# Am I mad to want this - I know I am mad to be paying what we are paying at the moment



## anniemac (7 Jun 2009)

Would need to re-structure loans currently paying 1,600 a month on 40,000 and 500 on our mortgage we would like to buy a property in the US as prices so very low at moment, but can see a great rise moving in and difference in prices from 2 years ago- $217 now approx $89, we go over each year anyway and hope when we retire to spend a few months over there per year. Done the math’s on this and can cover payments if we restructured what we are currently paying think it would need to be on a second mortgage – don’t want to come off tracker for our house- but who is giving out mortages to Self –employed now?
Age: 									        45
Spouse’s/Partner's age: 						48

Annual gross income from employment or profession: 		€45,000- new 
  									business – 18months Annual gross income of spouse:					€25,000

Type of employment: e.g. Civil Servant, self-employed [both self -employed]

In general are you:
(a) spending more than you earn, or				way more- on    
                                                                      repayments not lifestyle  
(b) saving?                                                                  

Rough estimate of value of home					249,000
Amount outstanding on your mortgage: 				88,000
What interest rate are you paying? 				1.85% tracker

Other borrowings – car loans/personal loans etc	        p.Loan- 18,000
    									p.Loan -10,000

Do you pay off your full credit card balance each month? 	never
If not, what is the balance on your credit card? 		12,000

Savings and investments:						3,000 

Do you have a pension scheme? 					Partner does

Do you own any investment or other property? 			Pony – 10,000

Ages of children: 							        20/16

Life insurance: 						to the hilt way too much


would like-  	
FULL AND TOTAL  OPTIONAL 	       ASAP	
MORTGAGE	        88,000.00 		                                                                                           IN PLACE WITH TRACKER	
LOANS	        40,000.00 		                                                                                                      40,000.00 	
WORK OUTSIDE	6,000.00 	                                       6,000.00		
WORK INSIDE	3,000.00 	                                       3,000.00		
CAR				                                              24,000.00 
HOUSE IN US	70,000.00 	                                      70,000.00		
COLLEGE FEES DAUGHTER 	                                      20,000.00 	                                          NO IMMEDIATE NEED FOR 2yrs                 

Will buy car from business in 2010 so not immediate either -no car payments at present, am i mad to be looking at this - have worked hard and not a flash  life style


----------



## z109 (7 Jun 2009)

*Re: Am I mad to want this - I know I am mad to be paying what we are paying at the mo*

First, well done on having a ECB+0.85% tracker. It does have a bit of a drawback. You won't be able to refinance without losing this (IMO). Any calculations you do will have to be on the basis of losing this rate and going to a Standard Variable Rate. This will have an effect on your repayments for the rest of the life of your mortgage.

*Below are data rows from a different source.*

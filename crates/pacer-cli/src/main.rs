mod activity_cmds;
mod coach_cmds;
mod config;
mod plan_cmds;
mod serve_cmd;
mod tool_cmds;

use clap::{Parser, Subcommand};

use pacer_core::config::StatsDefaults;
use pacer_core::tools::ToolRegistry;
use pacer_db::pool;

use config::PacerConfig;

#[derive(Parser)]
#[command(name = "pacer", about = "Training plan store and coaching tools for running agents")]
struct Cli {
    /// Database URL (overrides PACER_DATABASE_URL env var)
    #[arg(long, global = true)]
    database_url: Option<String>,

    #[command(subcommand)]
    command: Commands,
}

#[derive(Subcommand)]
pub enum Commands {
    /// Write a pacer config file (no database required)
    Init {
        /// PostgreSQL connection URL
        #[arg(long, default_value = "postgresql://localhost:5432/pacer")]
        db_url: String,
        /// Overwrite existing config file
        #[arg(long)]
        force: bool,
    },
    /// Create and migrate the pacer database
    DbInit,
    /// Training plan management
    Plan {
        #[command(subcommand)]
        command: PlanCommands,
    },
    /// Recorded activity management
    Activity {
        #[command(subcommand)]
        command: ActivityCommands,
    },
    /// Compare a day's planned workout with the runs recorded that day
    Compare {
        /// Runner ID
        user_id: String,
        /// Day to compare (YYYY-MM-DD)
        date: String,
        /// Print the report as JSON
        #[arg(long)]
        json: bool,
    },
    /// Replace a plan's workouts from the earliest date in a JSON file onwards
    Rewrite {
        /// Plan ID to rewrite
        plan_id: String,
        /// JSON file holding a list of workouts
        file: String,
    },
    /// Show recent training stats for a runner
    Stats {
        /// Runner ID
        user_id: String,
        /// End of the 28-day window, exclusive (default: today)
        #[arg(long)]
        as_of: Option<String>,
    },
    /// Agent tools
    Tool {
        #[command(subcommand)]
        command: ToolCommands,
    },
    /// Serve the plan API and tool endpoints over HTTP
    Serve {
        /// Address to bind
        #[arg(long, default_value = "127.0.0.1")]
        bind: String,
        /// Port to listen on
        #[arg(long, default_value_t = 8080)]
        port: u16,
    },
}

#[derive(Subcommand)]
pub enum PlanCommands {
    /// Create a plan from a JSON plan document
    Create {
        /// Path to the plan JSON file
        file: String,
    },
    /// Show plan details (or list plans)
    Show {
        /// Plan ID to show (omit to list)
        plan_id: Option<String>,
        /// Only list plans for this runner
        #[arg(long)]
        user: Option<String>,
    },
    /// Delete a plan and all of its workouts
    Delete {
        /// Plan ID to delete
        plan_id: String,
    },
}

#[derive(Subcommand)]
pub enum ActivityCommands {
    /// Import activities from a provider JSON export
    Import {
        /// Path to the JSON file (array of activities or a single activity)
        file: String,
        /// Runner the activities belong to
        #[arg(long)]
        user: String,
    },
    /// List a runner's most recent activities
    List {
        /// Runner ID
        #[arg(long)]
        user: String,
        /// Maximum number of activities to show
        #[arg(long, default_value_t = 20)]
        limit: i64,
    },
}

#[derive(Subcommand)]
pub enum ToolCommands {
    /// List available tools and their parameters
    List,
    /// Call a tool with a JSON object of arguments
    Call {
        /// Tool name
        name: String,
        /// Arguments as a JSON object
        #[arg(long)]
        args: Option<String>,
    },
}

/// Execute the `pacer init` command: write config file.
fn cmd_init(db_url: &str, force: bool) -> anyhow::Result<()> {
    let path = config::config_path();

    if path.exists() && !force {
        anyhow::bail!(
            "config file already exists at {}\nUse --force to overwrite.",
            path.display()
        );
    }

    let cfg = config::ConfigFile {
        database: config::DatabaseSection::new(db_url),
        defaults: StatsDefaults::default(),
    };

    config::save_config(&cfg)?;

    println!("Config written to {}", path.display());
    println!("  database.url = {db_url}");
    println!("  defaults.runner_age = {}", cfg.defaults.runner_age);
    println!(
        "  defaults.fallback_pace_min_per_km = {}",
        cfg.defaults.fallback_pace_min_per_km
    );
    println!("  defaults.injury_status = {}", cfg.defaults.injury_status);
    println!();
    println!("Next: run `pacer db-init` to create and migrate the database.");

    Ok(())
}

/// Execute the `pacer db-init` command: create database and run migrations.
async fn cmd_db_init(cli_db_url: Option<&str>) -> anyhow::Result<()> {
    let resolved = PacerConfig::resolve(cli_db_url)?;

    println!("Initializing pacer database...");

    pool::ensure_database_exists(&resolved.db_config).await?;

    let db_pool = pool::create_pool(&resolved.db_config).await?;

    pool::run_migrations(&db_pool).await?;

    let counts = pool::table_counts(&db_pool).await?;
    println!("Database ready. Tables:");
    for (table, count) in &counts {
        println!("  {table}: {count} rows");
    }

    db_pool.close().await;

    println!("pacer db-init complete.");
    Ok(())
}

#[tokio::main]
async fn main() -> anyhow::Result<()> {
    tracing_subscriber::fmt()
        .with_env_filter(
            tracing_subscriber::EnvFilter::try_from_default_env()
                .unwrap_or_else(|_| tracing_subscriber::EnvFilter::new("info")),
        )
        .with_writer(std::io::stderr)
        .init();

    let cli = Cli::parse();

    let command = match cli.command {
        Commands::Init { db_url, force } => return cmd_init(&db_url, force),
        Commands::DbInit => return cmd_db_init(cli.database_url.as_deref()).await,
        other => other,
    };

    let resolved = PacerConfig::resolve(cli.database_url.as_deref())?;
    let db_pool = pool::create_pool(&resolved.db_config).await?;

    let result = match command {
        Commands::Plan { command } => plan_cmds::run_plan_command(command, &db_pool).await,
        Commands::Activity { command } => {
            activity_cmds::run_activity_command(command, &db_pool).await
        }
        Commands::Compare {
            user_id,
            date,
            json,
        } => coach_cmds::run_compare(&db_pool, &user_id, &date, json).await,
        Commands::Rewrite { plan_id, file } => {
            coach_cmds::run_rewrite(&db_pool, &plan_id, &file).await
        }
        Commands::Stats { user_id, as_of } => {
            coach_cmds::run_stats(&db_pool, &resolved.engine, &user_id, as_of.as_deref()).await
        }
        Commands::Tool { command } => {
            let registry = ToolRegistry::new(db_pool.clone(), resolved.engine.clone());
            tool_cmds::run_tool_command(command, &registry).await
        }
        Commands::Serve { bind, port } => {
            serve_cmd::run_serve(db_pool.clone(), resolved.engine.clone(), &bind, port).await
        }
        Commands::Init { .. } | Commands::DbInit => Ok(()),
    };

    db_pool.close().await;
    result
}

I also caution against rolling up short-term debt into your mortgage. While you will be paying a low interest rate, you will be paying this rate for the rest of the lifetime of the mortgage. Even at current SVRs, you will pay the same amount in interest that you will pay in repayment, so you would end up paying 80k to roll-in this debt of 40k.

You are carrying too much credit card debt. What interest rate are you paying on this? 

Added to your personal loans, you are carrying a years annual after-tax income in short-term debt. This is way too much (despite your low mortgage). You need to pay them off before you think of doing anything else. Interest rates will not stay at 1% forever, indeed, if there is a recovery in Europe next year, they will start to rise, whatever the state of the Irish economy.

You have 20k in college fees for your daughter coming up in two years. How do you propose to pay for this?

You also have no pension. Given the level of earnings of your partner, they are not going to have a large pension. You are both going to experience a severe drop in your standard of living when you retire unless you start saving.

You spend a couple of weeks in the US each year and would like to spend a few months each year when you retire. You intend, by the sound of your plan, to spend those few months in the one place? Or will you travel around? What's the cost of hotel/house/condo rental? How many nights a year will the cost of your additional US mortgage and property taxes (property taxes are steep in the US) get you? How much will the cost of maintenance of your property be?

So, in a shorter response to your question than the long-windedness above, yes.


----------



## Mommah (8 Jun 2009)

*Re: Am I mad to want this - I know I am mad to be paying what we are paying at the mo*

In short...I think you would be mad to do it.

You are carrying alot of debt on a modest income.
That debt came from somewhere...ie you spent that money on something...therefore it is a product of your lifestyle...therefore you seem to be spending more than you earn.

Considering the age of your kids etc, you have hardly any savings.
A minimum would be enough to live on for 6 months if you both lost your jobs.

Yes the housing market is very deflated in the US.
It could improve but the dollar could weaken and you could loose any upside.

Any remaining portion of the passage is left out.